Escuchaba un zumbido persistente en su oído izquierdo, le molestaba, pero no podía hacer nada, sentía como si cientas de agujas de metal fuesen incrustadas en su cráneo, su pecho se oprimía y le costaba respirar. Batallaba por su vida aunque no recordaba cómo había llegado a esa situación.
Con gran esfuerzo logró entreabrir sus ojos, veía el suelo y…fuego. Estaba boca arriba en el asfalto, no sabía dónde se encontraba, logró divisar escombros, todo estaba destruido y siendo engullido por las llamas.
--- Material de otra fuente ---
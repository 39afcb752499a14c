//! Single-stage dividend discount model (Gordon growth).
//!
//! Reported next to the cash-flow models for comparison only; it does not
//! feed the weighted target price.

use serde::{Deserialize, Serialize};
use tracing::warn;
use valuation_core::discount::gordon_terminal_value;
use valuation_core::{Assumptions, CompanyFinancials, ModelStatus, ShareValuation};

/// Assumed share of EPS paid out as dividends.
pub const DIVIDEND_PAYOUT_RATIO: f64 = 0.3;

#[derive(Debug, Clone, Copy, PartialEq, Serialize, Deserialize)]
pub struct DdmResult {
    pub dividend_per_share: f64,
    pub share_value: f64,
    pub status: ModelStatus,
}

impl ShareValuation for DdmResult {
    fn model_name(&self) -> &'static str {
        "DDM"
    }

    fn share_value(&self) -> f64 {
        self.share_value
    }

    fn status(&self) -> ModelStatus {
        self.status
    }
}

pub fn compute_ddm(financials: &CompanyFinancials, assumptions: &Assumptions) -> DdmResult {
    let dividend_per_share = financials.eps() * DIVIDEND_PAYOUT_RATIO;

    match gordon_terminal_value(
        dividend_per_share,
        assumptions.terminal_growth_rate(),
        assumptions.required_return_rate(),
    ) {
        Some(share_value) => DdmResult {
            dividend_per_share,
            share_value,
            status: ModelStatus::Valid,
        },
        None => {
            warn!(
                symbol = %financials.symbol,
                "DDM skipped: required return must be greater than terminal growth rate"
            );
            DdmResult {
                dividend_per_share,
                share_value: 0.0,
                status: ModelStatus::DiscountRateNotAboveGrowth,
            }
        }
    }
}
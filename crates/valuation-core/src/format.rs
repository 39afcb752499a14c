//! Display helpers for monetary and ratio figures.
//!
//! Zero and non-finite inputs render as `--`, matching how missing metrics
//! are shown elsewhere in reports.

const PLACEHOLDER: &str = "--";

fn is_blank(value: f64) -> bool {
    value == 0.0 || !value.is_finite()
}

/// Whole-unit VND amount with `.` thousands separators, e.g. `1.234.567 ₫`.
pub fn format_currency(value: f64) -> String {
    if is_blank(value) {
        return PLACEHOLDER.to_string();
    }
    let rounded = value.round();
    let digits = format!("{:.0}", rounded.abs());
    let mut grouped = String::with_capacity(digits.len() + digits.len() / 3);
    for (i, ch) in digits.chars().enumerate() {
        if i > 0 && (digits.len() - i) % 3 == 0 {
            grouped.push('.');
        }
        grouped.push(ch);
    }
    let sign = if rounded < 0.0 { "-" } else { "" };
    format!("{sign}{grouped} ₫")
}

pub fn format_large_number(value: f64) -> String {
    if is_blank(value) {
        return PLACEHOLDER.to_string();
    }
    if value >= 1e12 {
        format!("{:.1} trillion", value / 1e12)
    } else if value >= 1e9 {
        format!("{:.1} billion", value / 1e9)
    } else if value >= 1e6 {
        format!("{:.1} million", value / 1e6)
    } else {
        format_currency(value)
    }
}

pub fn format_number(value: f64) -> String {
    if is_blank(value) {
        return PLACEHOLDER.to_string();
    }
    format!("{value:.2}")
}

pub fn format_percent(value: f64) -> String {
    if is_blank(value) {
        return PLACEHOLDER.to_string();
    }
    format!("{value:.1}%")
}

/// One-decimal percentage with an explicit `+` on gains.
pub fn format_signed_percent(value: f64) -> String {
    if !value.is_finite() {
        return PLACEHOLDER.to_string();
    }
    let sign = if value > 0.0 { "+" } else { "" };
    format!("{sign}{value:.1}%")
}
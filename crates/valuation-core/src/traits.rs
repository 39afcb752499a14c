use crate::{discount, ModelStatus};

/// Common view over the per-model results.
pub trait ShareValuation {
    /// Short model label used in reports and logs.
    fn model_name(&self) -> &'static str;

    /// Intrinsic value per share; zero when the model could not produce one.
    fn share_value(&self) -> f64;

    fn status(&self) -> ModelStatus;

    /// Percentage gap between this model's value and the market price.
    /// `None` when the price is not positive.
    fn market_diff_pct(&self, current_price: f64) -> Option<f64> {
        if current_price > 0.0 && current_price.is_finite() {
            Some(discount::percent_gap(self.share_value(), current_price))
        } else {
            None
        }
    }
}
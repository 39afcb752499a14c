use thiserror::Error;

#[derive(Error, Debug, Clone, PartialEq)]
pub enum ValuationError {
    #[error("No company financials loaded")]
    NotLoaded,

    #[error("Invalid assumptions: {0}")]
    InvalidAssumptions(String),

    #[error("Invalid model weights: {0}")]
    InvalidWeights(String),

    #[error("Invalid current price: {0}")]
    InvalidPrice(f64),

    #[error("Invalid data: {0}")]
    InvalidData(String),
}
Aún con su borrosa visión logró divisar los restos de, ¿un auto?, ¿estaba en una carretera?, ¿cómo había llegado ahí?, no entendía nada, todo era tan confuso, como un agujero negro en su memoria.
Trató de tomar una pequeña bocanada de aire pero jadeó repentinamente al sentir una punzada en su abdomen, primero leve pero repentina, luego insoportable y dolorosa, no podía gritar de dolor, tampoco podía respirar, sentía su garganta cerrarse y como se ahogaba en un líquido espeso que escurría de su boca. Seguía sintiendo frío, el zumbido no se detenía, tampoco el sonido de las llamas quemándolo todo, a esto se le agregó un grito agonizante y ahogado seguido de su respiración forzada, su vida se le escurría entre los dedos.
Escuchó pasos, eran calmados y se escuchaban cada vez más, sea lo que sea que emitía esos pasos se acercaba, movió sus ojos con temor y con la vista sumamente borrosa divizó una silueta, no podía reconocer quién era, solo logró ver dos puntos brillantes de color zafiro donde se supone que estaban sus ojos.
–Sssssshhh, ya pasará, lo lamento tanto– le dijo la silueta desconocida con una voz suave, apagada y llena de dolor; un susurro melodioso y distante, fuera de este mundo.
Su poca fuerza le abandonaba, estaba sufriendo espasmos por la falta de aire y el dolor, se sentía bajo agua helada y cómo se ahogaba en su propia sangre hasta que, dando un último jadeo, un último esfuerzo, un último suspiro, cerró sus ojos, dejándose engullir por la oscuridad y canto sollozante de aquella voz etérea.